A beautfiul example of the double-explanation (that means it must be wrong). Boundaries and landmarks have nothing whatever to do with getting around (somewhat mutually excluding in fact). But these dullards cannot see that it's simple...they have to choose!

That said, I suppose we ought to take the simple precaution (as they ought to have done) and asked for a single example (yes, folks, one will do) of anything reasonably entitled to be called megalithic acting as a boundary. Even a parish boundary would do!

Perhaps doesn't quite fill the requirement but I immediately thought of "beating the bounds". This article describes a modern version - http://www.strangebritain.co.uk/traditions/bounds.html

In Britain the custom involved walking around the parish boundary and beating it with a stick, or stripped willow branch known as a wand.

Curiously, certain stones, trees or other marker points around the boundary would also be beaten by literally bumping a boy (often a choirboy) against the mark. The boy would be suspended upside down and his head gently tapped against the stone or he would be taken by the feet and hands and swung against a tree!

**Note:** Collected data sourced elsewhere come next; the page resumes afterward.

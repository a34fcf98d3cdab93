use std::collections::HashMap;
use std::sync::Arc;

use async_trait::async_trait;
use rand::Rng;
use tokio::sync::{mpsc, RwLock};

use super::{CandidateCollection, CandidateDocument, RoomDocument, RoomPatch};
use crate::error::{ChatError, Result};

/// Outcome of an atomic create-if-absent on a room document.
#[derive(Debug, Clone, Copy, PartialEq, Eq)]
pub enum CreateOutcome {
    Created,
    AlreadyExists,
}

/// One entry delivered by a candidate-collection subscription.
#[derive(Debug, Clone, PartialEq, Eq)]
pub struct CandidateEntry {
    pub entry_id: String,
    pub candidate: CandidateDocument,
}

/// Document store boundary: document-level get/create/update, sub-collection
/// append, and two subscription primitives.
///
/// `create_room` is atomic create-if-absent, which is what keeps role
/// determination race-free when two peers join a fresh room at the same time.
/// A room subscription may redeliver the same logical state (for example on a
/// reconnect to the store); consumers must tolerate that. A candidate
/// subscription yields per-entry "added" events; dropping the receiver ends
/// the subscription.
#[async_trait]
pub trait SignalingStore: Send + Sync {
    async fn get_room(&self, room_id: &str) -> Result<Option<RoomDocument>>;

    async fn create_room(&self, room: RoomDocument) -> Result<CreateOutcome>;

    async fn update_room(&self, room_id: &str, patch: RoomPatch) -> Result<()>;

    /// Appends to a per-room candidate collection, returning the entry id the
    /// store assigned.
    async fn append_candidate(
        &self,
        room_id: &str,
        collection: CandidateCollection,
        candidate: CandidateDocument,
    ) -> Result<String>;

    /// Watches one room document. Delivers the current snapshot first when the
    /// room already exists, then every subsequent update.
    async fn watch_room(&self, room_id: &str) -> Result<mpsc::UnboundedReceiver<RoomDocument>>;

    /// Watches one candidate collection. Existing entries are delivered as
    /// "added" events first, then each new append, once per entry per
    /// subscription.
    async fn watch_candidates(
        &self,
        room_id: &str,
        collection: CandidateCollection,
    ) -> Result<mpsc::UnboundedReceiver<CandidateEntry>>;
}

#[derive(Default)]
struct RoomSlot {
    doc: Option<RoomDocument>,
    candidates: HashMap<CandidateCollection, Vec<CandidateEntry>>,
    room_watchers: Vec<mpsc::UnboundedSender<RoomDocument>>,
    candidate_watchers: HashMap<CandidateCollection, Vec<mpsc::UnboundedSender<CandidateEntry>>>,
}

impl RoomSlot {
    fn notify_room(&mut self) {
        if let Some(doc) = self.doc.clone() {
            self.room_watchers
                .retain(|watcher| watcher.send(doc.clone()).is_ok());
        }
    }

    fn notify_candidate(&mut self, collection: CandidateCollection, entry: &CandidateEntry) {
        if let Some(watchers) = self.candidate_watchers.get_mut(&collection) {
            watchers.retain(|watcher| watcher.send(entry.clone()).is_ok());
        }
    }
}

/// In-process signaling store used by tests and the demo binary. Implements
/// the same atomicity and subscription semantics the trait requires of a real
/// backing store.
#[derive(Default)]
pub struct MemoryStore {
    rooms: RwLock<HashMap<String, RoomSlot>>,
}

impl MemoryStore {
    pub fn new() -> Arc<Self> {
        Arc::new(Self::default())
    }

    fn generate_entry_id() -> String {
        let mut rng = rand::thread_rng();
        format!("{:016x}", rng.gen::<u64>())
    }

    /// Simulates the store redelivering the current room snapshot to every
    /// active subscription, as happens after a reconnect.
    pub async fn redeliver_room(&self, room_id: &str) {
        let mut rooms = self.rooms.write().await;
        if let Some(slot) = rooms.get_mut(room_id) {
            slot.notify_room();
        }
    }

    /// Number of registered candidate-collection watchers. Watchers whose
    /// receiver is gone are pruned on the next delivery attempt.
    pub async fn candidate_watcher_count(
        &self,
        room_id: &str,
        collection: CandidateCollection,
    ) -> usize {
        let rooms = self.rooms.read().await;
        rooms
            .get(room_id)
            .and_then(|slot| slot.candidate_watchers.get(&collection))
            .map(Vec::len)
            .unwrap_or(0)
    }

    /// Simulates a reconnecting subscription being re-invoked with the full
    /// existing entry set of a candidate collection.
    pub async fn redeliver_candidates(&self, room_id: &str, collection: CandidateCollection) {
        let mut rooms = self.rooms.write().await;
        if let Some(slot) = rooms.get_mut(room_id) {
            let entries = slot.candidates.get(&collection).cloned().unwrap_or_default();
            for entry in &entries {
                slot.notify_candidate(collection, entry);
            }
        }
    }
}

#[async_trait]
impl SignalingStore for MemoryStore {
    async fn get_room(&self, room_id: &str) -> Result<Option<RoomDocument>> {
        let rooms = self.rooms.read().await;
        Ok(rooms.get(room_id).and_then(|slot| slot.doc.clone()))
    }

    async fn create_room(&self, room: RoomDocument) -> Result<CreateOutcome> {
        let mut rooms = self.rooms.write().await;
        let slot = rooms.entry(room.room_id.clone()).or_default();

        if slot.doc.is_some() {
            return Ok(CreateOutcome::AlreadyExists);
        }

        tracing::info!(room_id = %room.room_id, host_id = %room.host_id, "Room created");
        slot.doc = Some(room);
        slot.notify_room();
        Ok(CreateOutcome::Created)
    }

    async fn update_room(&self, room_id: &str, patch: RoomPatch) -> Result<()> {
        let mut rooms = self.rooms.write().await;
        let slot = rooms
            .get_mut(room_id)
            .filter(|slot| slot.doc.is_some())
            .ok_or_else(|| ChatError::RoomNotFound(room_id.to_string()))?;

        if let Some(doc) = slot.doc.as_mut() {
            if let Some(offer) = patch.offer {
                doc.offer = Some(offer);
            }
            if let Some(answer) = patch.answer {
                doc.answer = Some(answer);
            }
        }
        slot.notify_room();
        Ok(())
    }

    async fn append_candidate(
        &self,
        room_id: &str,
        collection: CandidateCollection,
        candidate: CandidateDocument,
    ) -> Result<String> {
        let mut rooms = self.rooms.write().await;
        let slot = rooms.entry(room_id.to_string()).or_default();

        let entry = CandidateEntry {
            entry_id: Self::generate_entry_id(),
            candidate,
        };
        slot.candidates
            .entry(collection)
            .or_default()
            .push(entry.clone());
        slot.notify_candidate(collection, &entry);
        Ok(entry.entry_id)
    }

    async fn watch_room(&self, room_id: &str) -> Result<mpsc::UnboundedReceiver<RoomDocument>> {
        let (tx, rx) = mpsc::unbounded_channel();

        let mut rooms = self.rooms.write().await;
        let slot = rooms.entry(room_id.to_string()).or_default();
        if let Some(doc) = slot.doc.clone() {
            let _ = tx.send(doc);
        }
        slot.room_watchers.push(tx);
        Ok(rx)
    }

    async fn watch_candidates(
        &self,
        room_id: &str,
        collection: CandidateCollection,
    ) -> Result<mpsc::UnboundedReceiver<CandidateEntry>> {
        let (tx, rx) = mpsc::unbounded_channel();

        let mut rooms = self.rooms.write().await;
        let slot = rooms.entry(room_id.to_string()).or_default();
        for entry in slot.candidates.entry(collection).or_default().iter() {
            let _ = tx.send(entry.clone());
        }
        slot.candidate_watchers
            .entry(collection)
            .or_default()
            .push(tx);
        Ok(rx)
    }
}

#[cfg(test)]
mod tests {
    use super::*;
    use crate::signaling::SessionSdp;

    fn sample_candidate(n: u16) -> CandidateDocument {
        CandidateDocument {
            candidate: format!("candidate:{n} 1 udp 2130706431 192.0.2.1 {} typ host", 50000 + n),
            sdp_mid: Some("0".to_string()),
            sdp_mline_index: Some(0),
            username_fragment: None,
        }
    }

    #[tokio::test]
    async fn test_create_room_is_atomic() {
        let store = MemoryStore::new();
        let a = store.create_room(RoomDocument::new("r1", "user-a", 1)).await.unwrap();
        let b = store.create_room(RoomDocument::new("r1", "user-b", 2)).await.unwrap();

        assert_eq!(a, CreateOutcome::Created);
        assert_eq!(b, CreateOutcome::AlreadyExists);

        // The losing create must not have overwritten the host
        let room = store.get_room("r1").await.unwrap().unwrap();
        assert_eq!(room.host_id, "user-a");
    }

    #[tokio::test]
    async fn test_concurrent_creates_yield_one_winner() {
        let store = MemoryStore::new();
        let (a, b) = tokio::join!(
            store.create_room(RoomDocument::new("r2", "user-a", 1)),
            store.create_room(RoomDocument::new("r2", "user-b", 1)),
        );

        let outcomes = [a.unwrap(), b.unwrap()];
        assert_eq!(
            outcomes.iter().filter(|o| **o == CreateOutcome::Created).count(),
            1
        );
    }

    #[tokio::test]
    async fn test_update_missing_room_fails() {
        let store = MemoryStore::new();
        let err = store
            .update_room("nope", RoomPatch::default())
            .await
            .unwrap_err();
        assert!(matches!(err, ChatError::RoomNotFound(_)));
    }

    #[tokio::test]
    async fn test_watch_room_delivers_snapshot_then_updates() {
        let store = MemoryStore::new();
        store.create_room(RoomDocument::new("r3", "user-a", 1)).await.unwrap();

        let mut rx = store.watch_room("r3").await.unwrap();
        let snapshot = rx.recv().await.unwrap();
        assert_eq!(snapshot.host_id, "user-a");
        assert!(snapshot.answer.is_none());

        let answer = SessionSdp {
            sdp_type: "answer".to_string(),
            sdp: "v=0\r\n".to_string(),
        };
        store
            .update_room("r3", RoomPatch::answer(answer.clone()))
            .await
            .unwrap();
        let updated = rx.recv().await.unwrap();
        assert_eq!(updated.answer, Some(answer));
    }

    #[tokio::test]
    async fn test_watch_candidates_replays_existing_then_new() {
        let store = MemoryStore::new();
        store
            .append_candidate("r4", CandidateCollection::Offer, sample_candidate(1))
            .await
            .unwrap();

        let mut rx = store
            .watch_candidates("r4", CandidateCollection::Offer)
            .await
            .unwrap();
        assert_eq!(rx.recv().await.unwrap().candidate, sample_candidate(1));

        store
            .append_candidate("r4", CandidateCollection::Offer, sample_candidate(2))
            .await
            .unwrap();
        assert_eq!(rx.recv().await.unwrap().candidate, sample_candidate(2));

        // Partitioned: nothing from the answer collection arrives here
        store
            .append_candidate("r4", CandidateCollection::Answer, sample_candidate(3))
            .await
            .unwrap();
        assert!(rx.try_recv().is_err());
    }

    #[tokio::test]
    async fn test_redeliver_room_repeats_current_state() {
        let store = MemoryStore::new();
        store.create_room(RoomDocument::new("r5", "user-a", 1)).await.unwrap();

        let mut rx = store.watch_room("r5").await.unwrap();
        let first = rx.recv().await.unwrap();

        store.redeliver_room("r5").await;
        let second = rx.recv().await.unwrap();
        assert_eq!(first, second);
    }
}
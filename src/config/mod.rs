use std::env;

use webrtc::ice_transport::ice_server::RTCIceServer;

use crate::error::{ChatError, Result};

/// Transport discovery configuration: the static list of STUN/TURN endpoints
/// handed to the peer connection at construction.
#[derive(Debug, Clone)]
pub struct IceConfig {
    pub stun_servers: Vec<String>,
    pub turn_servers: Vec<TurnServer>,
}

#[derive(Debug, Clone)]
pub struct TurnServer {
    pub urls: Vec<String>,
    pub username: String,
    pub credential: String,
}

impl Default for IceConfig {
    fn default() -> Self {
        Self {
            stun_servers: vec!["stun:stun.l.google.com:19302".to_string()],
            turn_servers: vec![],
        }
    }
}

impl IceConfig {
    /// Loads discovery endpoints from the environment.
    ///
    /// `STUN_SERVER_URL` overrides the default Google STUN server. A TURN
    /// server is added when `TURN_SERVER_URL` is present; TURN requires
    /// `TURN_USERNAME` and `TURN_CREDENTIAL` alongside it.
    pub fn from_env() -> Result<Self> {
        dotenv::dotenv().ok();

        let stun_server = env::var("STUN_SERVER_URL")
            .unwrap_or_else(|_| "stun:stun.l.google.com:19302".to_string());

        let mut turn_servers = vec![];
        if let Ok(turn_url) = env::var("TURN_SERVER_URL") {
            let username = env::var("TURN_USERNAME")
                .map_err(|_| ChatError::ConfigurationMissing("TURN_USERNAME".to_string()))?;
            let credential = env::var("TURN_CREDENTIAL")
                .map_err(|_| ChatError::ConfigurationMissing("TURN_CREDENTIAL".to_string()))?;

            turn_servers.push(TurnServer {
                urls: vec![turn_url],
                username,
                credential,
            });
        }

        Ok(Self {
            stun_servers: vec![stun_server],
            turn_servers,
        })
    }

    pub fn ice_servers(&self) -> Vec<RTCIceServer> {
        let mut ice_servers = Vec::new();

        for stun_server in &self.stun_servers {
            ice_servers.push(RTCIceServer {
                urls: vec![stun_server.clone()],
                ..Default::default()
            });
        }

        for turn_server in &self.turn_servers {
            ice_servers.push(RTCIceServer {
                urls: turn_server.urls.clone(),
                username: turn_server.username.clone(),
                credential: turn_server.credential.clone(),
                credential_type:
                    webrtc::ice_transport::ice_credential_type::RTCIceCredentialType::Password,
            });
        }

        ice_servers
    }
}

Markstones are small boulders usually used simply to mark a boundary or a route, but which are often thought by the town folk to be of much more importance. The actual boundary line and marker stones were considered almost sacred and woe betide anyone who had removed one of the stones or built their house on the boundary line
.

In 1985 an attempt to revive the practice took place in High Wycombe, Bucks (not far from the Ridgeway)

They went under the subway past the Anchor pub, the back of the Falcon pub and to the Angel pub, almost on the same site as the old Angel pub mentioned in the 19th century account of the Beating of the Bounds. From the Angel they walked up St Pauls Row and stopped to look at the standing stone in front of the Guildhall.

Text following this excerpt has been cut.